= Assignment =
What is the number of lines in the listing that contain "RenderError"? Give that number only.

= Dataset extract =
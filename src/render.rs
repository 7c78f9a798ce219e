#![cfg(feature = "web")]
use plotters::prelude::*;
use thiserror::Error;

use crate::chart::{ChartKind, ChartSpec};

/// Width of rendered charts in pixels.
const CHART_WIDTH: u32 = 800;
/// Height of rendered charts in pixels.
const CHART_HEIGHT: u32 = 600;

/// Slice colors for the pie chart, cycled when there are more statuses.
const PIE_COLORS: [RGBColor; 6] = [
    RGBColor(66, 133, 244),
    RGBColor(219, 68, 55),
    RGBColor(244, 180, 0),
    RGBColor(15, 157, 88),
    RGBColor(171, 71, 188),
    RGBColor(255, 112, 67),
];

/// Errors raised while drawing a chart specification to a bitmap.
#[derive(Debug, Error)]
pub enum RenderError {
    #[error("failed to draw chart: {0}")]
    Draw(String),

    #[error("failed to write chart bitmap: {0}")]
    Io(#[from] std::io::Error),
}

fn draw_err<E: std::fmt::Display>(e: E) -> RenderError {
    RenderError::Draw(e.to_string())
}

/// Renders a chart specification to PNG bytes
///
/// This is the main entry point for turning an abstract [`ChartSpec`] into an
/// image the dashboard page can display. The bitmap is drawn through a
/// uniquely named temporary file and read back into memory.
///
/// # Arguments
/// * `spec` - The chart specification to draw
///
/// # Returns
/// * A Result containing the PNG image data as bytes or an error
///
/// # Examples
/// ```no_run
/// use covid_dashboard::chart::{bar_chart, CaseSelection};
/// use covid_dashboard::render::render_chart;
/// use covid_dashboard::table::CaseTable;
///
/// let table = CaseTable::default();
/// let spec = bar_chart(&table, CaseSelection::All);
/// match render_chart(&spec) {
///     Ok(png_data) => println!("Chart rendered: {} bytes", png_data.len()),
///     Err(e) => eprintln!("Failed to render chart: {}", e),
/// }
/// ```
pub fn render_chart(spec: &ChartSpec) -> Result<Vec<u8>, RenderError> {
    // Unique scratch file per call; a fixed name would collide when two
    // chart requests render at once.
    let file = tempfile::Builder::new().suffix(".png").tempfile()?;
    save_chart(spec, file.path())?;
    let png_data = std::fs::read(file.path())?;
    Ok(png_data)
}

/// Draws a chart specification to a PNG file
///
/// Like [`render_chart`] but writes directly to the given path instead of
/// returning the bytes. Useful for generating example charts on disk.
///
/// # Arguments
/// * `spec` - The chart specification to draw
/// * `path` - File path where the chart should be saved
///
/// # Returns
/// * A Result indicating success or failure
pub fn save_chart(spec: &ChartSpec, path: impl AsRef<std::path::Path>) -> Result<(), RenderError> {
    let root = BitMapBackend::new(path.as_ref(), (CHART_WIDTH, CHART_HEIGHT)).into_drawing_area();
    root.fill(&WHITE).map_err(draw_err)?;

    match spec.kind {
        ChartKind::Bar => draw_bar_chart(spec, &root)?,
        ChartKind::Line => draw_line_chart(spec, &root)?,
        ChartKind::Pie => draw_pie_chart(spec, &root)?,
    }

    root.present().map_err(draw_err)?;
    Ok(())
}

type Bitmap<'a> = DrawingArea<BitMapBackend<'a>, plotters::coord::Shift>;

/// Draws one bar per point, labeled with the point's category.
fn draw_bar_chart(spec: &ChartSpec, root: &Bitmap) -> Result<(), RenderError> {
    let bars = spec.points.len().max(1);
    let max_y = spec.points.iter().map(|p| p.value).max().unwrap_or(0).max(1);

    let mut chart = ChartBuilder::on(root)
        .caption(&spec.title, ("sans-serif", 30).into_font())
        .margin(10)
        .x_label_area_size(30)
        .y_label_area_size(40)
        .build_cartesian_2d(0f64..bars as f64, 0i64..max_y + 1)
        .map_err(draw_err)?;

    chart
        .configure_mesh()
        .x_desc(&spec.x_label)
        .y_desc(&spec.y_label)
        .x_labels(bars)
        .x_label_formatter(&|x| {
            spec.points
                .get(*x as usize)
                .map(|p| p.label.clone())
                .unwrap_or_default()
        })
        .draw()
        .map_err(draw_err)?;

    chart
        .draw_series(spec.points.iter().enumerate().map(|(i, p)| {
            Rectangle::new(
                [(i as f64 + 0.15, 0), (i as f64 + 0.85, p.value)],
                BLUE.filled(),
            )
        }))
        .map_err(draw_err)?;

    Ok(())
}

/// Draws the points as a connected series, in spec order.
fn draw_line_chart(spec: &ChartSpec, root: &Bitmap) -> Result<(), RenderError> {
    let n = spec.points.len().max(1);
    let min_y = spec.points.iter().map(|p| p.value).min().unwrap_or(0).min(0);
    let max_y = spec.points.iter().map(|p| p.value).max().unwrap_or(1);

    let mut chart = ChartBuilder::on(root)
        .caption(&spec.title, ("sans-serif", 30).into_font())
        .margin(10)
        .x_label_area_size(30)
        .y_label_area_size(40)
        .build_cartesian_2d(0f64..n as f64, min_y..max_y + 1)
        .map_err(draw_err)?;

    chart
        .configure_mesh()
        .x_desc(&spec.x_label)
        .y_desc(&spec.y_label)
        .x_labels(n)
        .x_label_formatter(&|x| {
            spec.points
                .get(*x as usize)
                .map(|p| p.label.clone())
                .unwrap_or_default()
        })
        .draw()
        .map_err(draw_err)?;

    chart
        .draw_series(LineSeries::new(
            spec.points
                .iter()
                .enumerate()
                .map(|(i, p)| (i as f64, p.value)),
            &BLUE,
        ))
        .map_err(draw_err)?;

    Ok(())
}

/// Draws one slice per point, sized by the point's value.
fn draw_pie_chart(spec: &ChartSpec, root: &Bitmap) -> Result<(), RenderError> {
    let root = root
        .titled(&spec.title, ("sans-serif", 30).into_font())
        .map_err(draw_err)?;

    if spec.points.is_empty() {
        return Ok(());
    }

    let sizes: Vec<f64> = spec.points.iter().map(|p| p.value as f64).collect();
    let labels: Vec<String> = spec.points.iter().map(|p| p.label.clone()).collect();
    let colors: Vec<RGBColor> = (0..spec.points.len())
        .map(|i| PIE_COLORS[i % PIE_COLORS.len()])
        .collect();

    let (w, h) = root.dim_in_pixel();
    let center = (w as i32 / 2, h as i32 / 2);
    let radius = (w.min(h) as f64 / 2.0) * 0.7;

    let mut pie = Pie::new(&center, &radius, &sizes, &colors, &labels);
    pie.label_style(("sans-serif", 18).into_font().color(&BLACK));
    root.draw(&pie).map_err(draw_err)?;

    Ok(())
}

/// Creates example charts for demonstration purposes
///
/// Renders one chart of each kind from a small sample table and saves them
/// to disk in the "chart_output" directory.
///
/// # Returns
/// * A vector of tuples containing chart kind name and file path
pub fn create_example_charts() -> Vec<(String, String)> {
    use crate::chart::{bar_chart, line_chart, pie_chart, CaseSelection, SupplySelection, ZoneSelection};
    use crate::table::{CaseRecord, CaseTable};

    let mut result = Vec::new();

    let output_dir = "chart_output";
    std::fs::create_dir_all(output_dir).unwrap_or_else(|_| {
        eprintln!("Output directory already exists or couldn't be created");
    });

    let table = CaseTable::new(vec![
        CaseRecord {
            state: "Kerala".to_string(),
            status: "Confirmed".to_string(),
            total: 120,
            hospitalized: 40,
            recovered: 60,
            deceased: 5,
            mask: 900,
            sanitizer: 300,
            oxygen: 25,
        },
        CaseRecord {
            state: "Goa".to_string(),
            status: "Recovered".to_string(),
            total: 45,
            hospitalized: 10,
            recovered: 30,
            deceased: 2,
            mask: 400,
            sanitizer: 150,
            oxygen: 8,
        },
        CaseRecord {
            state: "Delhi".to_string(),
            status: "Deceased".to_string(),
            total: 210,
            hospitalized: 80,
            recovered: 95,
            deceased: 20,
            mask: 1500,
            sanitizer: 600,
            oxygen: 60,
        },
    ]);

    let charts = [
        ("Bar", bar_chart(&table, CaseSelection::All)),
        ("Line", line_chart(&table, SupplySelection::All)),
        ("Pie", pie_chart(&table, ZoneSelection::All)),
    ];

    for (name, spec) in charts {
        let path = format!("{}/{}_chart.png", output_dir, name.to_lowercase());
        if save_chart(&spec, &path).is_ok() {
            result.push((name.to_string(), path));
        }
    }

    result
}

= Answer to the exercise =
8